Dienstag, 21.07.2020, 16.00 Uhr
Automatic Sign Language Recognition: From Video Corpora to Gloss Sentences
- Ort: https://us02web.zoom.us/j/83598281729?pwd=c2lhdmpIU0JJeFFDcG01M0FnS0cyZz09
- Referent: Diplom-Informatiker Jens Forster
In this work, we investigate large vocabulary, automatic sign language recognition (ASLR) from single view video using hidden Markov models (HMMs) with Gaussian mixture models as state emission functions and n-gram, statistical language models. We go beyond the state-of-the-art by investigating continuous sign language instead of isolated signs and extract features and object locations from video via object tracking foregoing invasive data acquisition methods.
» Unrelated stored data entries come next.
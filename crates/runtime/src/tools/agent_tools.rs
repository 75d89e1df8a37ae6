//! Agent lifecycle and update-processing handlers

use std::sync::Arc;

use serde_json::{json, Value};

use crate::dialectic::resolution::complexity_cap_from_tags;
use crate::registry::{ListFilters, NotesMode};
use crate::types::{
    time, AgentStatus, DecisionAction, RuntimeError, StateMachineError, ValidationError,
};

use super::{
    agent_id_arg, ok, opt_bool, opt_drift, opt_f64, opt_str, opt_str_list, opt_usize, req_str,
    ToolContext,
};

/// `get_agent_api_key` — registration and key rotation.
pub fn get_agent_api_key(ctx: Arc<ToolContext>, args: Value) -> Result<Value, RuntimeError> {
    let agent_id = agent_id_arg(&args)?;
    let force_new = opt_bool(&args, "force_new", false);
    let presented = opt_str(&args, "api_key");

    let (api_key, is_new) =
        ctx.registry
            .issue_api_key(&agent_id, force_new, presented.as_deref())?;
    ok(json!({
        "agent_id": agent_id,
        "api_key": api_key,
        "is_new": is_new,
        "note": "Store this key; it is returned exactly once.",
    }))
}

/// `process_agent_update` — the main governance entry point.
pub fn process_agent_update(ctx: Arc<ToolContext>, args: Value) -> Result<Value, RuntimeError> {
    let agent_id = agent_id_arg(&args)?;
    let text = req_str(&args, "response_text")?;
    let mut complexity = opt_f64(&args, "complexity");
    let drift = opt_drift(&args)?;
    let confidence = opt_f64(&args, "confidence");

    let now = time::now();
    let admission = ctx.registry.admit_update(&agent_id, now)?;
    let meta = ctx.registry.require(&agent_id)?;

    // A dialectic resolution may have imposed a complexity cap.
    if let (Some(reported), Some(cap)) = (complexity, complexity_cap_from_tags(&meta.tags)) {
        complexity = Some(reported.min(cap));
    }

    let thresholds = ctx.thresholds();
    let outcome = ctx.with_monitor(&agent_id, |monitor| {
        monitor.process_update(&text, complexity, drift, confidence, &thresholds)
    })?;

    let (update_count, health) = ctx.read_monitor(&agent_id, |monitor| {
        (monitor.state.update_count, monitor.health_status(&thresholds))
    })?;

    let paused = outcome.decision.action == DecisionAction::Pause;
    ctx.registry.commit_update(
        &agent_id,
        outcome.decision.action,
        now,
        update_count,
        paused.then(|| outcome.decision.reason.clone()),
    )?;

    let surfaced = ctx
        .graph
        .surface_relevant(agent_id.as_str(), &meta.tags, &text, 3);

    ok(json!({
        "agent_id": agent_id,
        "state": outcome.snapshot,
        "decision": outcome.decision,
        "attention": outcome.attention,
        "phi": outcome.phi,
        "risk_score": outcome.risk_score,
        "complexity_used": outcome.complexity_used,
        "health_status": health,
        "sampling_params": outcome.sampling_params,
        "surfaced_discoveries": surfaced,
        "auto_resumed": admission.auto_resumed,
        "status": if paused { AgentStatus::Paused } else { AgentStatus::Active },
        "dialectic_available": paused,
    }))
}

/// `get_governance_metrics` — current snapshot without processing.
pub fn get_governance_metrics(ctx: Arc<ToolContext>, args: Value) -> Result<Value, RuntimeError> {
    let agent_id = agent_id_arg(&args)?;
    let meta = ctx.registry.require(&agent_id)?;
    let thresholds = ctx.thresholds();
    let metrics = ctx.read_monitor(&agent_id, |monitor| monitor.metrics(&thresholds))?;

    ok(json!({
        "agent_id": agent_id,
        "status": meta.status,
        "metrics": metrics,
    }))
}

/// `simulate_update` — dry-run; repeated calls are equal and side-effect
/// free.
pub fn simulate_update(ctx: Arc<ToolContext>, args: Value) -> Result<Value, RuntimeError> {
    let agent_id = agent_id_arg(&args)?;
    let text = req_str(&args, "response_text")?;
    let complexity = opt_f64(&args, "complexity");
    let drift = opt_drift(&args)?;
    let confidence = opt_f64(&args, "confidence");

    ctx.registry.require(&agent_id)?;
    let thresholds = ctx.thresholds();
    let outcome = ctx.read_monitor(&agent_id, |monitor| {
        monitor.simulate(&text, complexity, drift, confidence, &thresholds)
    })??;

    ok(json!({
        "agent_id": agent_id,
        "state": outcome.snapshot,
        "decision": outcome.decision,
        "attention": outcome.attention,
        "risk_score": outcome.risk_score,
        "complexity_used": outcome.complexity_used,
        "simulated": true,
    }))
}

/// `list_agents` — filtered summaries, newest activity first.
pub fn list_agents(ctx: Arc<ToolContext>, args: Value) -> Result<Value, RuntimeError> {
    let defaults = ListFilters::default();
    let status = match opt_str(&args, "status") {
        Some(raw) => Some(
            serde_json::from_value::<AgentStatus>(Value::String(raw.clone())).map_err(|_| {
                RuntimeError::from(ValidationError::Malformed(format!(
                    "unknown status filter: {raw}"
                )))
            })?,
        ),
        None => None,
    };
    let filters = ListFilters {
        recent_days: args
            .get("recent_days")
            .and_then(Value::as_i64)
            .or(defaults.recent_days),
        status,
        named_only: opt_bool(&args, "named_only", false),
        limit: opt_usize(&args, "limit").unwrap_or(defaults.limit),
    };

    let agents: Vec<Value> = ctx
        .registry
        .list(&filters)
        .into_iter()
        .map(|meta| {
            json!({
                "agent_id": meta.agent_id,
                "status": meta.status,
                "created_at": time::to_iso(&meta.created_at),
                "last_update_at": time::to_iso(&meta.last_update_at),
                "total_updates": meta.total_updates,
                "tags": meta.tags,
                "notes": meta.notes,
            })
        })
        .collect();

    ok(json!({ "count": agents.len(), "agents": agents }))
}

/// `get_agent_metadata` — full record, with the key hash withheld.
pub fn get_agent_metadata(ctx: Arc<ToolContext>, args: Value) -> Result<Value, RuntimeError> {
    let agent_id = agent_id_arg(&args)?;
    let meta = ctx.registry.require(&agent_id)?;
    let mut value = serde_json::to_value(&meta)
        .map_err(|e| RuntimeError::Internal(format!("metadata serialization: {e}")))?;
    if let Some(object) = value.as_object_mut() {
        object.remove("api_key_hash");
    }
    ok(json!({ "agent": value }))
}

/// `update_agent_metadata` — tags and notes.
pub fn update_agent_metadata(ctx: Arc<ToolContext>, args: Value) -> Result<Value, RuntimeError> {
    let agent_id = agent_id_arg(&args)?;
    let tags = args
        .get("tags")
        .and_then(Value::as_array)
        .map(|_| opt_str_list(&args, "tags"));
    let notes = opt_str(&args, "notes");
    let notes_mode = match opt_str(&args, "notes_mode").as_deref() {
        None | Some("append") => NotesMode::Append,
        Some("replace") => NotesMode::Replace,
        Some(other) => {
            return Err(ValidationError::Malformed(format!(
                "notes_mode must be append or replace, got {other}"
            ))
            .into())
        }
    };

    let updated = ctx
        .registry
        .update_fields(&agent_id, tags, notes, notes_mode)?;
    ok(json!({
        "agent_id": agent_id,
        "tags": updated.tags,
        "notes": updated.notes,
    }))
}

/// `archive_agent` — archived agents auto-resume on their next update.
pub fn archive_agent(ctx: Arc<ToolContext>, args: Value) -> Result<Value, RuntimeError> {
    let agent_id = agent_id_arg(&args)?;
    let reason = opt_str(&args, "reason");
    let keep_in_memory = opt_bool(&args, "keep_in_memory", true);

    ctx.registry.archive(&agent_id, reason)?;
    if !keep_in_memory {
        ctx.evict_monitor(&agent_id);
    }
    ok(json!({
        "agent_id": agent_id,
        "status": AgentStatus::Archived,
    }))
}

/// `delete_agent` — confirmed tombstoning with optional backup.
pub fn delete_agent(ctx: Arc<ToolContext>, args: Value) -> Result<Value, RuntimeError> {
    let agent_id = agent_id_arg(&args)?;
    if !opt_bool(&args, "confirm", false) {
        return Err(StateMachineError::ConfirmationRequired.into());
    }
    let backup_first = opt_bool(&args, "backup_first", false);

    let backup_payload = if backup_first {
        ctx.store
            .read_json::<Value>(&ctx.store.agent_state_path(agent_id.as_str()))?
    } else {
        None
    };

    let backup = ctx.registry.delete(&agent_id, true, backup_payload)?;
    ctx.evict_monitor(&agent_id);

    ok(json!({
        "agent_id": agent_id,
        "deleted": true,
        "backup_file": backup.and_then(|p| {
            p.file_name().map(|n| n.to_string_lossy().into_owned())
        }),
    }))
}

/// `mark_response_complete` — explicit idle state pending input.
pub fn mark_response_complete(ctx: Arc<ToolContext>, args: Value) -> Result<Value, RuntimeError> {
    let agent_id = agent_id_arg(&args)?;
    let summary = opt_str(&args, "summary");
    ctx.registry.mark_response_complete(&agent_id, summary)?;
    ok(json!({
        "agent_id": agent_id,
        "status": AgentStatus::WaitingInput,
    }))
}

/// `direct_resume_if_safe` — tier-1 resume without a dialectic when the
/// metrics clear the bar.
pub fn direct_resume_if_safe(ctx: Arc<ToolContext>, args: Value) -> Result<Value, RuntimeError> {
    let agent_id = agent_id_arg(&args)?;
    let meta = ctx.registry.require(&agent_id)?;
    if meta.status != AgentStatus::Paused {
        return Err(StateMachineError::NotPaused {
            agent_id: agent_id.to_string(),
        }
        .into());
    }

    let thresholds = ctx.thresholds();
    let (metrics, void_threshold) = ctx.read_monitor(&agent_id, |monitor| {
        (
            monitor.metrics(&thresholds),
            monitor.effective_void_threshold(&thresholds),
        )
    })?;

    let coherence_ok = metrics.coherence >= thresholds.coherence_critical;
    let attention_ok = metrics.current_risk < thresholds.risk_revise;
    let void_ok = metrics.v.abs() <= void_threshold;
    let safe = coherence_ok && attention_ok && void_ok;

    if safe {
        ctx.registry.resume_from_pause(
            &agent_id,
            "resumed (direct, tier-1)",
            Some("metrics cleared the direct-resume bar".to_string()),
        )?;
    }

    ok(json!({
        "agent_id": agent_id,
        "resumed": safe,
        "checks": {
            "coherence_ok": coherence_ok,
            "attention_ok": attention_ok,
            "void_ok": void_ok,
        },
        "guidance": if safe {
            "Welcome back — easing in with smaller steps will keep things steady."
        } else {
            "Metrics are not quite there yet; a dialectic review is the supported path back."
        },
    }))
}

/// `reset_monitor` — reinitialize the thermodynamic state.
pub fn reset_monitor(ctx: Arc<ToolContext>, args: Value) -> Result<Value, RuntimeError> {
    let agent_id = agent_id_arg(&args)?;
    ctx.registry.require(&agent_id)?;
    ctx.with_monitor(&agent_id, |monitor| {
        monitor.reset();
        Ok(())
    })?;
    ctx.registry.set_total_updates(&agent_id, 0)?;
    ctx.registry
        .append_event(&agent_id, "monitor reset", None)?;
    ok(json!({ "agent_id": agent_id, "reset": true }))
}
Overall, we present contributions in three areas. First, we introduce the large vocabulary, single view, continuous sign language corpus RWTH-PHOENIX-Weather which has been created in the context of this work. RWTH-PHOENIX-Weather is annotated in gloss notation and features several subsets usable for object tracking, single signer as well as multi signer recognition. Second, we extend an existing model-free dynamic programming tracking framework with spatial pruning and multi-pass tracking techniques. These approaches are quantitatively evaluated on hand and face location annotations of more than 140k video frames created as part of this work. Third, we investigate the impact of error propagation from object tracking and hidden Markov model (HMM) state alignment quality, among other factors, on ASLR. Methods to improve alignment quality such as non-gesture modeling are shown be effective in improving recognition results for single signer recognition. Addressing the multimodal nature of sign languages, we investigate modality combination techniques applied during decoding finding that synchronous and asynchronous combination without re-training improve recognition results in the context of single signer and multi signer recognition. All proposed modelling and recognition techniques are evaluated on publicly available, continuous German Sign Language corpora or the novel RWTH-PHOENIX-Weather corpus. In either case, we achieve either competitive results or results that clearly outperform results found in the literature at the time of writing.
Es laden ein: die Dozentinnen und Dozenten der Informatik